Констанция покаянно молчала, только растерянно пересыпала с руки на руку семена кумина. Их томительный запах напомнил душистые травы мусульманского лекаря, спасенного ею на рынке. Раис уверял, что своим искусством египетский врач спас руку купца, когда все опытные медики отчаялись. С тех пор Констанция часто проезжала мимо открытой аль-Даудом лавки. Вход в нее был украшен сушеным крокодилом и скелетом обезьяны, а окна увешены целебными морскими водорослями и хмелем. Она вспомнила, как Раймонд досадовал, что никто не умеет лечить раненых.
– Татик-джан, есть один лекарь, он хоть и магометанин, но под твоим присмотром сможет даже отрубленные головы приживлять! – Невысокая Констанция мамушку все же переросла, но когда она так заискивающе вскидывала свои глазищи, Грануш смягчалась. – Это Ибрагим аль-Дауд, его лавка на рынке, прямо за караван-сараем.

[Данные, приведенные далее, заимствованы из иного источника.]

//! Overlay metrics and colors.

use crate::geometry::Color;

/// Base unit of the overlay layout, in pixels.
pub const FONT_SIZE: f32 = 8.0;
/// Pixel size text is rasterized at.
pub const TEXT_SIZE: f32 = FONT_SIZE * 1.5;
/// Baseline-to-baseline distance of text boxes.
pub const LINE_HEIGHT: f32 = FONT_SIZE * 2.0;
/// Gap between widgets and the overlay edges.
pub const MARGIN: f32 = 8.0;
/// Inner padding of a widget frame.
pub const PADDING: f32 = 4.0;

#[derive(Debug, Copy, Clone, PartialEq)]
pub struct Style {
    pub frame: Color,
    pub background: Color,
    pub text: Color,
    pub accent: Color,
}

impl Default for Style {
    fn default() -> Self {
        Self {
            frame: Color::from_straight(1.0, 0.5, 0.2, 0.7),
            background: Color::from_straight(0.0, 0.0, 0.0, 0.55),
            text: Color::from_straight(1.0, 1.0, 1.0, 0.9),
            accent: Color::from_straight(1.0, 0.5, 0.2, 0.35),
        }
    }
}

– Я о нем слышала. О его искусстве врачевания чудеса рассказывают, – задумчиво пробормотала Грануш, бессильная перед льстивыми похвалами своей звездочки. – Только патриарх ваш никогда не даст разрешения мусульманскому знахарю лечить христиан.
– Радульф де Домфорт сам опасней любого басурманина.
Констанция вытерла похожий на человечка корень мандрагоры. Надо навеки избавить Антиохию, и Раймонда, и даже малодушную ябеду Изабо от гнета отвратительного, грешного патриарха. Но как? Корень мандрагоры хрустнул в руке Констанции, головка корневого человечка обломилась. Ничто не губит людей так неизбежно, как их собственные грехи. Разве не уверяла татик, что травинка может перешибить меч?
Так же, как Констанции хотелось, чтобы муж заметил, какая у него замечательная супруга, самому Раймонду не терпелось доказать христианскому миру, что Антиохией правит достойнейший. Во главе трехсот рыцарей, нескольких тысяч лучников и пехотинцев и более тысячи всадников легкой наемной кавалерии – сирийских туркополов князь направился покорять Киликию. Татик не желала об этом говорить, она досадовала, что Антиохия воюет с Армянским царством, но что понимает армянская нянька в княжеских резонах? Долг франка – воевать, а долг жены рыцаря – поддерживать его в ратном азарте, молиться за него и прочими действенными методами способствовать славным победам. Вот отвоюет Раймонд антиохийские земли у киликийцев, обезопасит свой тыл, и можно будет избавить мир от чудовища Занги. Констанция повесила на шею супруга драгоценную охранную ладанку с мощами святого Валентина, но спокойствие вернется к ней, лишь когда Железные ворота Антиохии вновь откроются навстречу своему хозяину.